Following is a summary of current US domestic news briefs.
US to utilize AI to withdraw visas of trainees it sees as Hamas supporters, Axios reports
The U.S. State Department will use expert system to withdraw visas of foreign students who it perceives as supporters of Palestinian Hamas militants, Axios reported on Thursday, pointing out senior State Department officials. President Donald Trump signed an executive order in January to combat antisemitism and has actually vowed to deport non-citizen college trainees and others who took part in pro-Palestinian protests that have been continuous for months in the middle of Israel's military attack on Gaza after Hamas' October 2023 attack.
CIA fires an undefined variety of new officers
The Central Intelligence Agency fired a slew of current hires today, 3 individuals familiar with the matter stated, cuts that existing and previous U.S. intelligence officers alerted would run the risk of harmful U.S. nationwide security.
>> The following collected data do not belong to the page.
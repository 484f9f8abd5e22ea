//! One-sided one-sample Kolmogorov-Smirnov distribution.
//!
//! Survival function P(D⁺ₙ ≥ x) of the one-sided statistic
//! D⁺ₙ = sup (Fₙ(t) − F(t)) for a continuous F.
//!
//! # Algorithm
//! With t = n·x, k = ⌊t⌋:
//!
//! - Birnbaum–Tingey sum (n − k positive terms)
//!   `Σ_{j<n−k} t·C(n,j)·(t+j)^(j−1)·(n−t−j)^(n−j) / nⁿ`
//! - Smirnov–Dwass sum (k + 1 alternating terms)
//!   `1 − Σ_{i≤k} (−1)^i·t·C(n,i)·(n+t−i)^(n−i−1)·(t−i)^i / nⁿ`
//!
//! Every term is carried as a double-double fraction with a separate
//! power-of-two exponent, so nⁿ never overflows.
//!
//! References:
//! - Birnbaum & Tingey (1951), "One-sided confidence contours for
//!   probability distribution functions", *Ann. Math. Statist.* 22(4).
//! - Dwass (1959), "The distribution of a generalized D⁺ₙ statistic",
//!   *Ann. Math. Statist.* 30(4).

use crate::extended::{scalb, Accuracy, DD};

/// P(D⁺ₙ ≥ x).
pub(crate) fn sf(x: f64, n: u32) -> f64 {
    if x.is_nan() || n == 0 {
        return f64::NAN;
    }
    if x <= 0.0 {
        return 1.0;
    }
    if x >= 1.0 {
        return 0.0;
    }

    let n64 = u64::from(n);
    let t = DD::from_product(f64::from(n), x);
    let k_dd = t.floor();
    let k = k_dd.to_f64() as u64;

    if k + 1 >= n64 {
        // x ≥ 1 − 1/n: only the j = 0 term survives
        let (f, e) = DD::from_sum(1.0, -x).pow_scaled(n64, Accuracy::High);
        return scalb(f.to_f64(), e);
    }
    if k == 0 {
        // x < 1/n: 1 − x(1 + x)^(n−1)
        let (f, e) = DD::from_sum(1.0, x).pow_scaled(n64 - 1, Accuracy::High);
        let tail = f.mul_f64(x).ldexp(e);
        return (DD::ONE - tail).to_f64().clamp(0.0, 1.0);
    }
    let alpha = (t - k_dd).to_f64();
    let tf = t.to_f64();
    let dwass_terms = k + 1;
    let regular_terms = n64 - k;
    let p = if dwass_terms < regular_terms && tf <= 16.0 && 2.0 * tf * tf / f64::from(n) <= 14.0
    {
        dwass_sum(n64, t, k, alpha)
    } else {
        regular_sum(n64, t, regular_terms)
    };
    p.clamp(0.0, 1.0)
}

/// C(n, j) from C(n, j − 1), kept as a scaled pair.
fn next_binomial(prev: (DD, i64), n: u64, j: u64) -> (DD, i64) {
    let (f, e) = prev
        .0
        .mul_f64((n - j + 1) as f64)
        .div_f64(j as f64)
        .frexp();
    (f, prev.1 + e)
}

/// Sums scaled terms from the smallest exponent to the largest.
fn sum_scaled(parts: &mut [(DD, i64)]) -> DD {
    let Some(top) = parts.iter().map(|&(_, e)| e).max() else {
        return DD::ZERO;
    };
    parts.sort_by_key(|&(_, e)| e);
    let sum = parts
        .iter()
        .fold(DD::ZERO, |acc, &(f, e)| acc + f.ldexp(e - top));
    sum.ldexp(top)
}

/// Birnbaum–Tingey sum over the first `terms` indices with truncation
/// once terms fall below the precision of the largest.
pub(super) fn regular_sum(n: u64, t: DD, terms: u64) -> f64 {
    let guard = (terms as f64 / 2.0).log2().ceil().max(0.0) as i64 + 1;
    let cutoff = 53 + guard;
    let (nn, nn_exp) = DD::from_f64(n as f64).pow_scaled(n, Accuracy::Fast);

    let mut binom = (DD::ONE, 0_i64);
    let mut parts: Vec<(DD, i64)> = Vec::new();
    let mut largest: Option<i64> = None;
    for j in 0..terms {
        if j > 0 {
            binom = next_binomial(binom, n, j);
        }
        let rest = DD::from_f64((n - j) as f64) - t;
        let (rf, re) = rest.pow_scaled(n - j, Accuracy::Fast);
        let mut frac = rf / nn;
        let mut exp = re - nn_exp;
        if j > 0 {
            let (hf, he) = t.add_f64(j as f64).pow_scaled(j - 1, Accuracy::Fast);
            frac = frac * hf * binom.0 * t;
            exp += he + binom.1;
        }
        let (f, e) = frac.frexp();
        let exp = exp + e;
        match largest {
            Some(top) if exp <= top => {
                if exp < top - cutoff {
                    break;
                }
            }
            _ => largest = Some(exp),
        }
        parts.push((f, exp));
    }
    sum_scaled(&mut parts).to_f64()
}

/// Smirnov–Dwass alternating sum; `k >= 1`, `alpha` is the fractional part
/// of t (the i = k term vanishes when it is zero).
pub(super) fn dwass_sum(n: u64, t: DD, k: u64, alpha: f64) -> f64 {
    let last = if alpha == 0.0 { k - 1 } else { k };
    let (nn, nn_exp) = DD::from_f64(n as f64).pow_scaled(n, Accuracy::High);

    let mut binom = (DD::ONE, 0_i64);
    let mut parts: Vec<(DD, i64)> = Vec::with_capacity(last as usize + 1);
    for i in 0..=last {
        if i > 0 {
            binom = next_binomial(binom, n, i);
        }
        let (af, ae) = t
            .add_f64((n - i) as f64)
            .pow_scaled(n - i - 1, Accuracy::High);
        let mut frac = af / nn * t * binom.0;
        let mut exp = ae - nn_exp + binom.1;
        if i > 0 {
            let (bf, be) = t.add_f64(-(i as f64)).pow_scaled(i, Accuracy::High);
            frac = frac * bf;
            exp += be;
        }
        let (f, e) = frac.frexp();
        let f = if i % 2 == 1 { -f } else { f };
        parts.push((f, exp + e));
    }
    (DD::ONE - sum_scaled(&mut parts)).to_f64()
}

#[cfg(test)]
mod tests {
    use super::*;

    fn split(x: f64, n: u32) -> (DD, u64, f64) {
        let t = DD::from_product(f64::from(n), x);
        let k = t.floor();
        (t, k.to_f64() as u64, (t - k).to_f64())
    }

    #[test]
    fn test_edges() {
        assert!(sf(f64::NAN, 5).is_nan());
        assert!(sf(0.5, 0).is_nan());
        assert_eq!(sf(-0.1, 5), 1.0);
        assert_eq!(sf(0.0, 5), 1.0);
        assert_eq!(sf(1.0, 5), 0.0);
    }

    #[test]
    fn test_n1_is_uniform_tail() {
        for &x in &[0.1, 0.25, 0.5, 0.9] {
            assert!((sf(x, 1) - (1.0 - x)).abs() < 1e-15);
        }
    }

    #[test]
    fn test_small_closed_form() {
        // n = 2, x = 0.3: 1 − 0.3·1.3
        assert!((sf(0.3, 2) - 0.61).abs() < 1e-15);
    }

    #[test]
    fn test_hand_computed_n5() {
        // Birnbaum–Tingey terms: 0.16807 + 0.09375 + 0.0567 + 0.0243
        assert!((sf(0.3, 5) - 0.34282).abs() < 1e-14);
    }

    #[test]
    fn test_upper_closed_form() {
        // x ≥ 1 − 1/n
        let p = sf(0.95, 10);
        assert!((p - 0.05_f64.powi(10)).abs() < 1e-25);
    }

    #[test]
    fn test_dwass_matches_regular() {
        for &(n, x) in &[
            (5_u32, 0.3),
            (10, 0.15),
            (10, 0.25),
            (30, 0.12),
            (50, 0.05),
            (100, 0.08),
            (200, 0.03),
        ] {
            let (t, k, alpha) = split(x, n);
            let n64 = u64::from(n);
            let d = dwass_sum(n64, t, k, alpha);
            let r = regular_sum(n64, t, n64 - k);
            assert!(
                ((d - r) / r).abs() < 1e-12,
                "n={n}, x={x}: dwass={d}, regular={r}"
            );
        }
    }

    #[test]
    fn test_dwass_integral_t() {
        // t = 8 · 0.25 = 2 exactly: the i = k term vanishes
        let (t, k, alpha) = split(0.25, 8);
        assert_eq!(alpha, 0.0);
        assert_eq!(k, 2);
        let d = dwass_sum(8, t, k, alpha);
        let r = regular_sum(8, t, 8 - k);
        assert!(((d - r) / r).abs() < 1e-12, "dwass={d}, regular={r}");
    }

    #[test]
    fn test_tail_matches_exponential_bound() {
        // P(D⁺ ≥ x) ≤ exp(−2nx²) (Massart)
        for &(n, x) in &[(50_u32, 0.2), (100, 0.15), (1000, 0.05)] {
            let p = sf(x, n);
            let bound = (-2.0 * f64::from(n) * x * x).exp();
            assert!(p <= bound, "n={n}, x={x}: p={p} > {bound}");
            assert!(p > bound * 0.1, "n={n}, x={x}: p={p} too small");
        }
    }

    #[test]
    fn test_deep_tail_positive() {
        let p = sf(0.9, 100);
        assert!(p > 0.0 && p < 1e-90, "p={p}");
    }

    #[test]
    fn test_large_n_exact_sum() {
        // n = 250000, x = 0.005: t = 1250, Birnbaum–Tingey with truncation
        let p = sf(0.005, 250_000);
        assert!(((p - 3.714035e-6) / 3.714035e-6).abs() < 5e-6, "p={p}");
    }

    #[test]
    fn test_large_n_between_exponential_bounds() {
        // Stephens (1970): exp(−(6nx + 1)²/(18n))
        let (n, x) = (500_000_u32, 0.002);
        let nf = f64::from(n);
        let approx = (-(6.0 * nf * x + 1.0).powi(2) / (18.0 * nf)).exp();
        let p = sf(x, n);
        assert!(((p - approx) / approx).abs() < 1e-3, "p={p}, approx={approx}");
        assert!(p <= (-2.0 * nf * x * x).exp());
    }
}

#[cfg(test)]
mod proptests {
    use super::*;
    use proptest::prelude::*;

    proptest! {
        #![proptest_config(ProptestConfig::with_cases(200))]

        #[test]
        fn sf_in_unit_interval(x in 0.0_f64..1.0, n in 1_u32..300) {
            let p = sf(x, n);
            prop_assert!((0.0..=1.0).contains(&p), "sf({}, {}) = {}", x, n, p);
        }

        #[test]
        fn sf_monotone_in_x(x in 0.0_f64..0.95, dx in 0.001_f64..0.05, n in 1_u32..120) {
            let a = sf(x, n);
            let b = sf(x + dx, n);
            prop_assert!(b <= a + 1e-12, "sf not monotone: sf({}, {}) = {} < sf({}) = {}", x, n, a, x + dx, b);
        }
    }
}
The shootings under U.S. President Donald Trump's brand-new CIA director, John Ratcliffe, come as Trump administers over enormous federal workforce reductions supervised by billionaire Elon Musk and his Department of Government Efficiency (DOGE).
Veterans, farm groups slam Trump cuts at Democrat-run Arizona city center
Arizona farm groups and veterans brought together by Democratic chief law officers lashed out at U.S. President Donald Trump's federal cuts, saying the president was overlooking judges who obstructed his executive orders and damaging former service members. They spoke at an in some cases raucous city center on Wednesday night organized by the nation's 23 Democratic chief law officers, who have submitted suits to ask judges to obstruct a string of Trump executive orders, including his suspension of trillions of dollars in federal grants, loans and financial backing.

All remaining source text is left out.